The problem
Please restate the data word for word.

Exercise input START

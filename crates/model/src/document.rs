use std::fmt;
use std::str::FromStr;

use chrono::{DateTime, Utc};
use serde::{Deserialize, Serialize};
use uuid::Uuid;

use crate::content::ResumeContent;

pub const DEFAULT_TEMPLATE: &str = "classic";

/// Identifier of a durably created resume. Assigned by the persistence layer.
#[derive(Debug, Clone, Copy, PartialEq, Eq, Hash, Serialize, Deserialize)]
#[serde(transparent)]
pub struct ResumeId(pub Uuid);

impl ResumeId {
    pub fn new() -> Self {
        Self(Uuid::new_v4())
    }
}

impl Default for ResumeId {
    fn default() -> Self {
        Self::new()
    }
}

impl fmt::Display for ResumeId {
    fn fmt(&self, f: &mut fmt::Formatter<'_>) -> fmt::Result {
        self.0.fmt(f)
    }
}

impl FromStr for ResumeId {
    type Err = uuid::Error;

    fn from_str(s: &str) -> Result<Self, Self::Err> {
        Uuid::parse_str(s).map(Self)
    }
}

/// The owning principal. Only the persistence side ever reads or compares it.
#[derive(Debug, Clone, Copy, PartialEq, Eq, Hash, Serialize, Deserialize)]
#[serde(transparent)]
pub struct OwnerId(pub Uuid);

impl fmt::Display for OwnerId {
    fn fmt(&self, f: &mut fmt::Formatter<'_>) -> fmt::Result {
        self.0.fmt(f)
    }
}

impl FromStr for OwnerId {
    type Err = uuid::Error;

    fn from_str(s: &str) -> Result<Self, Self::Err> {
        Uuid::parse_str(s).map(Self)
    }
}

/// A persisted resume as seen by its owner.
#[derive(Debug, Clone, PartialEq, Eq, Serialize, Deserialize)]
#[serde(rename_all = "camelCase")]
pub struct ResumeDocument {
    pub id: ResumeId,
    pub content: ResumeContent,
    pub template: String,
    pub created_at: DateTime<Utc>,
    /// Advanced only by a confirmed write.
    pub updated_at: DateTime<Utc>,
}

/// Aggregate counters shown on the dashboard.
#[derive(Debug, Clone, PartialEq, Eq, Serialize, Deserialize)]
#[serde(rename_all = "camelCase")]
pub struct ResumeStats {
    pub total_resumes: u64,
    pub recent_activity: Option<DateTime<Utc>>,
}

#[cfg(test)]
mod tests {
    use super::*;

    #[test]
    fn test_resume_id_serializes_as_bare_uuid() {
        let id = ResumeId::new();
        let json = serde_json::to_string(&id).unwrap();
        assert_eq!(json, format!("\"{}\"", id.0));
    }

    #[test]
    fn test_resume_id_parses_from_display() {
        let id = ResumeId::new();
        assert_eq!(id.to_string().parse::<ResumeId>().unwrap(), id);
        assert!("not-a-uuid".parse::<ResumeId>().is_err());
    }

    #[test]
    fn test_document_wire_shape_has_no_owner() {
        let doc = ResumeDocument {
            id: ResumeId::new(),
            content: ResumeContent::default(),
            template: DEFAULT_TEMPLATE.to_string(),
            created_at: Utc::now(),
            updated_at: Utc::now(),
        };
        let json = serde_json::to_value(&doc).unwrap();
        assert!(json.get("updatedAt").is_some());
        assert!(json.get("ownerId").is_none());
        assert!(json.get("userId").is_none());
    }
}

Exercise input END

Exercise response
filename crates/model/src/document.rs
use std::fmt;
use std::str::FromStr;

use chrono::{DateTime, Utc};
use serde::{Deserialize, Serialize};
use uuid::Uuid;

use crate::content::ResumeContent;

pub const DEFAULT_TEMPLATE: &str = "classic";

/// Identifier of a durably created resume. Assigned by the persistence layer.
#[derive(Debug, Clone, Copy, PartialEq, Eq, Hash, Serialize, Deserialize)]
#[serde(transparent)]
pub struct ResumeId(pub Uuid);

impl ResumeId {
    pub fn new() -> Self {
        Self(Uuid::new_v4())
    }
}

impl Default for ResumeId {
    fn default() -> Self {
        Self::new()
    }
}

impl fmt::Display for ResumeId {
    fn fmt(&self, f: &mut fmt::Formatter<'_>) -> fmt::Result {
        self.0.fmt(f)
    }
}

impl FromStr for ResumeId {
    type Err = uuid::Error;

    fn from_str(s: &str) -> Result<Self, Self::Err> {
        Uuid::parse_str(s).map(Self)
    }
}

/// The owning principal. Only the persistence side ever reads or compares it.
#[derive(Debug, Clone, Copy, PartialEq, Eq, Hash, Serialize, Deserialize)]
#[serde(transparent)]
pub struct OwnerId(pub Uuid);

impl fmt::Display for OwnerId {
    fn fmt(&self, f: &mut fmt::Formatter<'_>) -> fmt::Result {
        self.0.fmt(f)
    }
}

impl FromStr for OwnerId {
    type Err = uuid::Error;

    fn from_str(s: &str) -> Result<Self, Self::Err> {
        Uuid::parse_str(s).map(Self)
    }
}

/// A persisted resume as seen by its owner.
#[derive(Debug, Clone, PartialEq, Eq, Serialize, Deserialize)]
#[serde(rename_all = "camelCase")]
pub struct ResumeDocument {
    pub id: ResumeId,
    pub content: ResumeContent,
    pub template: String,
    pub created_at: DateTime<Utc>,
    /// Advanced only by a confirmed write.
    pub updated_at: DateTime<Utc>,
}

/// Aggregate counters shown on the dashboard.
#[derive(Debug, Clone, PartialEq, Eq, Serialize, Deserialize)]
#[serde(rename_all = "camelCase")]
pub struct ResumeStats {
    pub total_resumes: u64,
    pub recent_activity: Option<DateTime<Utc>>,
}

#[cfg(test)]
mod tests {
    use super::*;

    #[test]
    fn test_resume_id_serializes_as_bare_uuid() {
        let id = ResumeId::new();
        let json = serde_json::to_string(&id).unwrap();
        assert_eq!(json, format!("\"{}\"", id.0));
    }

    #[test]
    fn test_resume_id_parses_from_display() {
        let id = ResumeId::new();
        assert_eq!(id.to_string().parse::<ResumeId>().unwrap(), id);
        assert!("not-a-uuid".parse::<ResumeId>().is_err());
    }

    #[test]
    fn test_document_wire_shape_has_no_owner() {
        let doc = ResumeDocument {
            id: ResumeId::new(),
            content: ResumeContent::default(),
            template: DEFAULT_TEMPLATE.to_string(),
            created_at: Utc::now(),
            updated_at: Utc::now(),
        };
        let json = serde_json::to_value(&doc).unwrap();
        assert!(json.get("updatedAt").is_some());
        assert!(json.get("ownerId").is_none());
        assert!(json.get("userId").is_none());
    }
}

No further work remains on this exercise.